BEGIN INFORMATION SHOWN

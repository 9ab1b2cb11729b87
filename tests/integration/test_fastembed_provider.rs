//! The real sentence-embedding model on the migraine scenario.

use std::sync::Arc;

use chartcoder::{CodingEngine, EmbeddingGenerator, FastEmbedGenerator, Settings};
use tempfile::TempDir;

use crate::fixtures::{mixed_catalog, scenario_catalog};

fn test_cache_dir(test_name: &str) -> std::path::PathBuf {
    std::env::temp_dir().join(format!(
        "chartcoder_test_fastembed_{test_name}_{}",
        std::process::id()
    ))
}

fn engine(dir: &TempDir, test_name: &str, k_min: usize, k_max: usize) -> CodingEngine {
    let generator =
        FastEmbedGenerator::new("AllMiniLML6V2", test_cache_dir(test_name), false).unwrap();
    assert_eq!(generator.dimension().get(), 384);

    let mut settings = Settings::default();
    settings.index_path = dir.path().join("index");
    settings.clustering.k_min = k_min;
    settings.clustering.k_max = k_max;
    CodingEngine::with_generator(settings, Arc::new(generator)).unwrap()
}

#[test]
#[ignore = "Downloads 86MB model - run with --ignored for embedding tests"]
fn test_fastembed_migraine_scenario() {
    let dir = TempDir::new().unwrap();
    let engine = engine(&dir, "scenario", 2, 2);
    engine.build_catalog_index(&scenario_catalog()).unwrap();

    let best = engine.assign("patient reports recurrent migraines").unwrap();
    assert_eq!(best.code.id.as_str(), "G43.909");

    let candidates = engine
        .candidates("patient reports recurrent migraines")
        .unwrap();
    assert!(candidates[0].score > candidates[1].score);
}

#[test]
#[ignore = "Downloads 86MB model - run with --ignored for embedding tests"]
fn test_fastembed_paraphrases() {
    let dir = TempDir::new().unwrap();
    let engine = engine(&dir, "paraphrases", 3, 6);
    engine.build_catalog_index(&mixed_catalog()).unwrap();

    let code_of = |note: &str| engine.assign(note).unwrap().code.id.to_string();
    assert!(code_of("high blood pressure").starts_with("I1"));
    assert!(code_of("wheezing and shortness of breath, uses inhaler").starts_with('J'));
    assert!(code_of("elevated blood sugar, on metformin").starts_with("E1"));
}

END INFORMATION SHOWN
BEGIN INFORMATION SHOWN

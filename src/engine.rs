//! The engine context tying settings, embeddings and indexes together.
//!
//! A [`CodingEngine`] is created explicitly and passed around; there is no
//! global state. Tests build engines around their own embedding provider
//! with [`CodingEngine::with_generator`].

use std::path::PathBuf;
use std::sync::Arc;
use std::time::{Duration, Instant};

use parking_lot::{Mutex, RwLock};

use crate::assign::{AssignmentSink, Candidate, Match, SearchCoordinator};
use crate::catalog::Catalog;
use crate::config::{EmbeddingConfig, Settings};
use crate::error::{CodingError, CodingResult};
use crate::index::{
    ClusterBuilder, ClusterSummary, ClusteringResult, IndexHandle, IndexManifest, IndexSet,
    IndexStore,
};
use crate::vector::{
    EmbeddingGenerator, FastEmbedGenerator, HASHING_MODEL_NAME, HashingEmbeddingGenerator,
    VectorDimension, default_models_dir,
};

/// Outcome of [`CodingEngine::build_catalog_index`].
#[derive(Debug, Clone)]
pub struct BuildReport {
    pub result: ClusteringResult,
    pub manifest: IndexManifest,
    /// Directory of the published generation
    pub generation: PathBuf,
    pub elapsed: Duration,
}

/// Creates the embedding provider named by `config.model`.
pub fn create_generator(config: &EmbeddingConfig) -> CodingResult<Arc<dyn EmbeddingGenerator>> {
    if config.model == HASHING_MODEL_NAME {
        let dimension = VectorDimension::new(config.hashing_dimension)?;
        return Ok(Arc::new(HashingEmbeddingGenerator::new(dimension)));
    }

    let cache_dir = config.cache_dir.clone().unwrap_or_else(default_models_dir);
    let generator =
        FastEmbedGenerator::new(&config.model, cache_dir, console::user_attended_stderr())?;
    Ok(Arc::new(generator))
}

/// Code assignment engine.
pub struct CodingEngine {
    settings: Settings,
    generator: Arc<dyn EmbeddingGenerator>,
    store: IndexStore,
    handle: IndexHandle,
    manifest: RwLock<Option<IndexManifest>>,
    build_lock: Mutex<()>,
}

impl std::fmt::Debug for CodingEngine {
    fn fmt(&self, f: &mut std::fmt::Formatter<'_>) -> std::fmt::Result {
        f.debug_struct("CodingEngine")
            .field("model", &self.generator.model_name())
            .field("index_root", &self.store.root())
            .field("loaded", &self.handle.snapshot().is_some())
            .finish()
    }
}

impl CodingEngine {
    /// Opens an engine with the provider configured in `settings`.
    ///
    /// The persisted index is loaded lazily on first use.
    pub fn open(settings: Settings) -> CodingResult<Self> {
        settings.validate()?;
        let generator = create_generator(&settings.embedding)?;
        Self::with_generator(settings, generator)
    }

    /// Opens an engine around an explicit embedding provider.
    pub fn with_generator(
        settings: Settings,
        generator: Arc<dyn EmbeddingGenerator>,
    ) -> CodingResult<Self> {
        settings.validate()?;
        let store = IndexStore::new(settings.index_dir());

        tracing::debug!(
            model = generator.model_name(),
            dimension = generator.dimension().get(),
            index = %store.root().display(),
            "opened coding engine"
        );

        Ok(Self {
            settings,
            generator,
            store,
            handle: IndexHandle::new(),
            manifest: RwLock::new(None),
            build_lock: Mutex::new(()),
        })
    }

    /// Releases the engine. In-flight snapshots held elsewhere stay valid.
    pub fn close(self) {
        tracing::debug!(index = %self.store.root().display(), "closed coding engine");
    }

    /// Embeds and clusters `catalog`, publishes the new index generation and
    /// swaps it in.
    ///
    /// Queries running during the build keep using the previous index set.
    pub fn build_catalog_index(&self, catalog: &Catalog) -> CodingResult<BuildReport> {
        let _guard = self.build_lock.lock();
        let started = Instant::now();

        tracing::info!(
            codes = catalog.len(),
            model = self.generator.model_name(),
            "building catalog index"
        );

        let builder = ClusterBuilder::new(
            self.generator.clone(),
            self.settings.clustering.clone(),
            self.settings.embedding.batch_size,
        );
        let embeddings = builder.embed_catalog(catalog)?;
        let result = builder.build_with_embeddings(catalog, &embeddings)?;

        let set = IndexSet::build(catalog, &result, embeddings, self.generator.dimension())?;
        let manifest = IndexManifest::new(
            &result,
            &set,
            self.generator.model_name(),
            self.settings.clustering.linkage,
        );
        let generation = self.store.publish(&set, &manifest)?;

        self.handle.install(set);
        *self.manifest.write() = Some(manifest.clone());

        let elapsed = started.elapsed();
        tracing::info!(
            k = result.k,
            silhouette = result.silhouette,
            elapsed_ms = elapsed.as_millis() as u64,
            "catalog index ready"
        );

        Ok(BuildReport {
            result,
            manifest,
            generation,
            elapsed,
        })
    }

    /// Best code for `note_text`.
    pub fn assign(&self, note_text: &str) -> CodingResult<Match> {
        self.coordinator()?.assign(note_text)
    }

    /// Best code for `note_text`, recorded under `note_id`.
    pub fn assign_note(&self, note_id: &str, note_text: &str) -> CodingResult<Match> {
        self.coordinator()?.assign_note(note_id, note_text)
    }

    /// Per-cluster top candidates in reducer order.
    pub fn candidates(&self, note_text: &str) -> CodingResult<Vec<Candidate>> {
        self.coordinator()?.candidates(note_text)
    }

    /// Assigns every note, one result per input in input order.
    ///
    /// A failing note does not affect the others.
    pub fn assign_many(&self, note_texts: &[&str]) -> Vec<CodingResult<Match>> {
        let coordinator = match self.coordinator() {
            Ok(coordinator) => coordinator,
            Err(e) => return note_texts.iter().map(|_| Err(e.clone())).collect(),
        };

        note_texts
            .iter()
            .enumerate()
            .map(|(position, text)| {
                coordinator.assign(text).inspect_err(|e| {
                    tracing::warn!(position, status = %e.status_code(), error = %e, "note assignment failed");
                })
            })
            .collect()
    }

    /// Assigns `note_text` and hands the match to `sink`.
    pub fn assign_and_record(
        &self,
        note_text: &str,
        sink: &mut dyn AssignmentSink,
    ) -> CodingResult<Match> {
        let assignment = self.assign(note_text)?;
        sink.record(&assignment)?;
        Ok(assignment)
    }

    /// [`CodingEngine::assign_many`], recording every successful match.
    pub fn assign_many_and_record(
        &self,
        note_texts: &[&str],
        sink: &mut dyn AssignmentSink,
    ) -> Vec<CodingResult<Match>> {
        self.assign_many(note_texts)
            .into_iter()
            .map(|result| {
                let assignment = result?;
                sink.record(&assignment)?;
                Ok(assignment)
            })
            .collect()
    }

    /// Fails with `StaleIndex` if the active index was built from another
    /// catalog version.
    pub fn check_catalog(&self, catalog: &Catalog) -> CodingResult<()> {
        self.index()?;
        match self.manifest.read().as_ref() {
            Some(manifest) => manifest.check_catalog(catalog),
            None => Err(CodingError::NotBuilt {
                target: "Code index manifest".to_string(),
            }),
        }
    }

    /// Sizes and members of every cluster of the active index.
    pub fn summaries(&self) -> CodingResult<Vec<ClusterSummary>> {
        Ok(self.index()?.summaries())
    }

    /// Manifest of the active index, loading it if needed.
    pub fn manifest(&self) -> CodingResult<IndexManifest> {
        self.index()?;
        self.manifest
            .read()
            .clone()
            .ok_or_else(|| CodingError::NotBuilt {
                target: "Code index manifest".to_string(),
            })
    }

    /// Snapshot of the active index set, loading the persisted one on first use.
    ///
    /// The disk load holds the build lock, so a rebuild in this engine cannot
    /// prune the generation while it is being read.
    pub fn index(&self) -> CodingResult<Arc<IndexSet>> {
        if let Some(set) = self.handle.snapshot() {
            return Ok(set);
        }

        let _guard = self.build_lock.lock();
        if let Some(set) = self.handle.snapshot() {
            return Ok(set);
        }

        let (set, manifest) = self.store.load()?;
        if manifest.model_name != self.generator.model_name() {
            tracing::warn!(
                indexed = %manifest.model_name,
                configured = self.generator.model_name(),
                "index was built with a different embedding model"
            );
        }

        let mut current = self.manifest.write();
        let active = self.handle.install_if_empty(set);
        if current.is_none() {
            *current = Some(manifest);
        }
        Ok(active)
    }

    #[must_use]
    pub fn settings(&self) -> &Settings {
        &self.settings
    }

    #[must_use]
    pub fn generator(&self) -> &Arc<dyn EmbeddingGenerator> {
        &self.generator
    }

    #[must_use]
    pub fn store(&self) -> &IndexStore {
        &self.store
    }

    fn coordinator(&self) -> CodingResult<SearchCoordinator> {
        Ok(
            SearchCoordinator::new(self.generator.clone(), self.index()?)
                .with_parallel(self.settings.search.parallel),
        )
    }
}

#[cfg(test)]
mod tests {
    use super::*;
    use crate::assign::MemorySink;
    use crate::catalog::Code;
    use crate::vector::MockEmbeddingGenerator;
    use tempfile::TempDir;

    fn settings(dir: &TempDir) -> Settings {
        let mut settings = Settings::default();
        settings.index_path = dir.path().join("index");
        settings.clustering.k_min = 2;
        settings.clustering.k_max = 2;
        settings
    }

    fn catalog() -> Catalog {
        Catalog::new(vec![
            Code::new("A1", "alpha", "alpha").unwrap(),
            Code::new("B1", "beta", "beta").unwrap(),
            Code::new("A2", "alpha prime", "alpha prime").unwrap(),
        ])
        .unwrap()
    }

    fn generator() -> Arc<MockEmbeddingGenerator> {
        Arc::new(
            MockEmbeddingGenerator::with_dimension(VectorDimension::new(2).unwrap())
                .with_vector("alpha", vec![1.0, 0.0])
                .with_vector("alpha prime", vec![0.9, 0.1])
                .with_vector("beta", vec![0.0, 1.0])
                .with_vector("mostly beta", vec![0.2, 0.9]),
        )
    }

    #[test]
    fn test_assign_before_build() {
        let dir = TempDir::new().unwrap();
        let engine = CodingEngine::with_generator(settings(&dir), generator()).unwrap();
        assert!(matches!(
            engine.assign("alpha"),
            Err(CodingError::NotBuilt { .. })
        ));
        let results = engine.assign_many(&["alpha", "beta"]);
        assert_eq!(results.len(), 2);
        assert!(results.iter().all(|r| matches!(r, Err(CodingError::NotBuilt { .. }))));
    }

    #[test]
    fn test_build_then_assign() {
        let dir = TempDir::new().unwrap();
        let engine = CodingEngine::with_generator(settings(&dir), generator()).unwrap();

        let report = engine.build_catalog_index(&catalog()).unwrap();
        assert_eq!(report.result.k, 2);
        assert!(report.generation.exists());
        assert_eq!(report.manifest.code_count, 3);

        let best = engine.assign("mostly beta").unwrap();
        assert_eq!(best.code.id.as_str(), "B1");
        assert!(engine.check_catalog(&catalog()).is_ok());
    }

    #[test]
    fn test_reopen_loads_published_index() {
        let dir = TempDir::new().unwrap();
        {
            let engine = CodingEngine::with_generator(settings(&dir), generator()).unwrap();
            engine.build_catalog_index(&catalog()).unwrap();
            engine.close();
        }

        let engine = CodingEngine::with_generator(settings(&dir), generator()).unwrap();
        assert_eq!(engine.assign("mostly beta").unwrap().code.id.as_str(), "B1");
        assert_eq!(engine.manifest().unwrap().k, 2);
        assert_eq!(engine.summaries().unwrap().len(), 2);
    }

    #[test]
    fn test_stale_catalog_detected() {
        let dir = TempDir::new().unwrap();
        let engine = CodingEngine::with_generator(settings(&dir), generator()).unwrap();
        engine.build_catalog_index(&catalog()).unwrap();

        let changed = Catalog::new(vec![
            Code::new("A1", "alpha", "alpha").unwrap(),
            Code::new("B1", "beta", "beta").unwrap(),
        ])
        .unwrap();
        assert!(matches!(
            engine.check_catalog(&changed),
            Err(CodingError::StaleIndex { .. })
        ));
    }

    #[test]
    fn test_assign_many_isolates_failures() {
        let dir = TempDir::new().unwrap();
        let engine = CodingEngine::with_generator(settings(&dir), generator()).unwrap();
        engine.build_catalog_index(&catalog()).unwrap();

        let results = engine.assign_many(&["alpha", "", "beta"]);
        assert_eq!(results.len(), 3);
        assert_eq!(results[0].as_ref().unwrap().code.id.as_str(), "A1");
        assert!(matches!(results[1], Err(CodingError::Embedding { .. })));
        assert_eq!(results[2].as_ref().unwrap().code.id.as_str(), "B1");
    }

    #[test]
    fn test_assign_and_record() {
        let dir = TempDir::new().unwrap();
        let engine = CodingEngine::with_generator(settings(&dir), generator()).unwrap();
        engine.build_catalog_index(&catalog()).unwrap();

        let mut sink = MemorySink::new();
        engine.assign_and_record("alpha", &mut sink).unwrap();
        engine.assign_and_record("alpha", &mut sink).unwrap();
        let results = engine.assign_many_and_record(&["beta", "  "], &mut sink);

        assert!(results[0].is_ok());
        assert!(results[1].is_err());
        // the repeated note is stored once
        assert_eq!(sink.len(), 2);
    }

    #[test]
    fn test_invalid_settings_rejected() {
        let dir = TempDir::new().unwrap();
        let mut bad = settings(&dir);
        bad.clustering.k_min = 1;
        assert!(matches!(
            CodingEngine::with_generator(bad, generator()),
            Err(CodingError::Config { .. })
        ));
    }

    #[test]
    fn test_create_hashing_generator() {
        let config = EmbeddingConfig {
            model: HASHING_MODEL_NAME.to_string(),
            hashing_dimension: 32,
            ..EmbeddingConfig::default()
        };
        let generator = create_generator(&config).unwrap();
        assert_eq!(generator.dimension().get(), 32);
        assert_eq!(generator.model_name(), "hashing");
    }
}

END INFORMATION SHOWN
BEGIN INFORMATION SHOWN

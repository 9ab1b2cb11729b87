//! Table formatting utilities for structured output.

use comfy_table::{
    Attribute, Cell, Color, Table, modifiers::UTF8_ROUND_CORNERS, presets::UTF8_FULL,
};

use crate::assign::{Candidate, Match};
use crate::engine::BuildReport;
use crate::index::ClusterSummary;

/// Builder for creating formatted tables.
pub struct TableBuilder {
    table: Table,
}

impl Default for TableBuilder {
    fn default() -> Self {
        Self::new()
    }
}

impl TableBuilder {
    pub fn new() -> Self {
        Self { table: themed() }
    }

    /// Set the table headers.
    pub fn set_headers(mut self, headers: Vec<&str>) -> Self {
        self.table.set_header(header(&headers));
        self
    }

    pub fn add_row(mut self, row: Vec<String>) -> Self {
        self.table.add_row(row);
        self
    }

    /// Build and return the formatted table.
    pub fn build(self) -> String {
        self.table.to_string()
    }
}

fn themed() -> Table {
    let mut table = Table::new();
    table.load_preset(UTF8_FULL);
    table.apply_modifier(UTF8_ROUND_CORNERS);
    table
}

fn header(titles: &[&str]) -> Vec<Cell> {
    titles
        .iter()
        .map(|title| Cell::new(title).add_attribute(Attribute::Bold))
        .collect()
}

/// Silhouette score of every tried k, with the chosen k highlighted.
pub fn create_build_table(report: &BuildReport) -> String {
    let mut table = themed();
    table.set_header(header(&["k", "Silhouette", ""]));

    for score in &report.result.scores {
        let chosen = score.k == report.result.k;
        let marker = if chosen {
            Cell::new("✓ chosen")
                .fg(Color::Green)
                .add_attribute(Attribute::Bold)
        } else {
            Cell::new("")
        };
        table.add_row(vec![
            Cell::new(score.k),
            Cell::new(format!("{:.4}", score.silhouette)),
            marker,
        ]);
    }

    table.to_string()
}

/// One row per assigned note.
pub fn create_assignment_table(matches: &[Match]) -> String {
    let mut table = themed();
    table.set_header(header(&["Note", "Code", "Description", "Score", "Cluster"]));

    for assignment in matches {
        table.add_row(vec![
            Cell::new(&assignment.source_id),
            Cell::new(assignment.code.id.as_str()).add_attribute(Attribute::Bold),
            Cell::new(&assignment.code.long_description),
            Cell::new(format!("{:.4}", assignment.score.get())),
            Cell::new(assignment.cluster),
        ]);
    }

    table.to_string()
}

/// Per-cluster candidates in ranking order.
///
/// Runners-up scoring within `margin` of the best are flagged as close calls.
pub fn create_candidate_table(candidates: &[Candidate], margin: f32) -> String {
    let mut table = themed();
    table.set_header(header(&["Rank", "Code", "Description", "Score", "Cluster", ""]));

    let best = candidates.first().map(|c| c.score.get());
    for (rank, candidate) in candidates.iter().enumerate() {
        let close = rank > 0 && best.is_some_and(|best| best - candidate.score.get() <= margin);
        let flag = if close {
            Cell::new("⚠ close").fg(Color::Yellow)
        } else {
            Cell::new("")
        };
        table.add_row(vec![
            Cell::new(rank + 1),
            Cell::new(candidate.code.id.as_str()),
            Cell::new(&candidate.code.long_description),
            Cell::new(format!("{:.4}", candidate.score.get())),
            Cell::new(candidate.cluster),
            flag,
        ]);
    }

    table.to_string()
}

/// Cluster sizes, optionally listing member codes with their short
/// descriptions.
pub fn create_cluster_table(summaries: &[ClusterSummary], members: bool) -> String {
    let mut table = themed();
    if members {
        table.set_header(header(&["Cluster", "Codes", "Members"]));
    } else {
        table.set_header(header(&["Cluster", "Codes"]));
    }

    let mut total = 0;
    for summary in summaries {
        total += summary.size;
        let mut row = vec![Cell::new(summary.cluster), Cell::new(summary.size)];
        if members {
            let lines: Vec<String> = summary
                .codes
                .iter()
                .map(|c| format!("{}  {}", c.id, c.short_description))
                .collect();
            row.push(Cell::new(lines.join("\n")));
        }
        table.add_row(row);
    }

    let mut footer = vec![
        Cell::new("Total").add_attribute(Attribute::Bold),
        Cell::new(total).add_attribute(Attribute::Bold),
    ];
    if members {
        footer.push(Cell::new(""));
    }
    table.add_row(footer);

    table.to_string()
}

END INFORMATION SHOWN

# [WHAT IS BEING ASKED]
The answer must be every line of the data that holds the word "enumerate".

# [EXERCISE RESULT]
            .enumerate()
    for (rank, candidate) in candidates.iter().enumerate() {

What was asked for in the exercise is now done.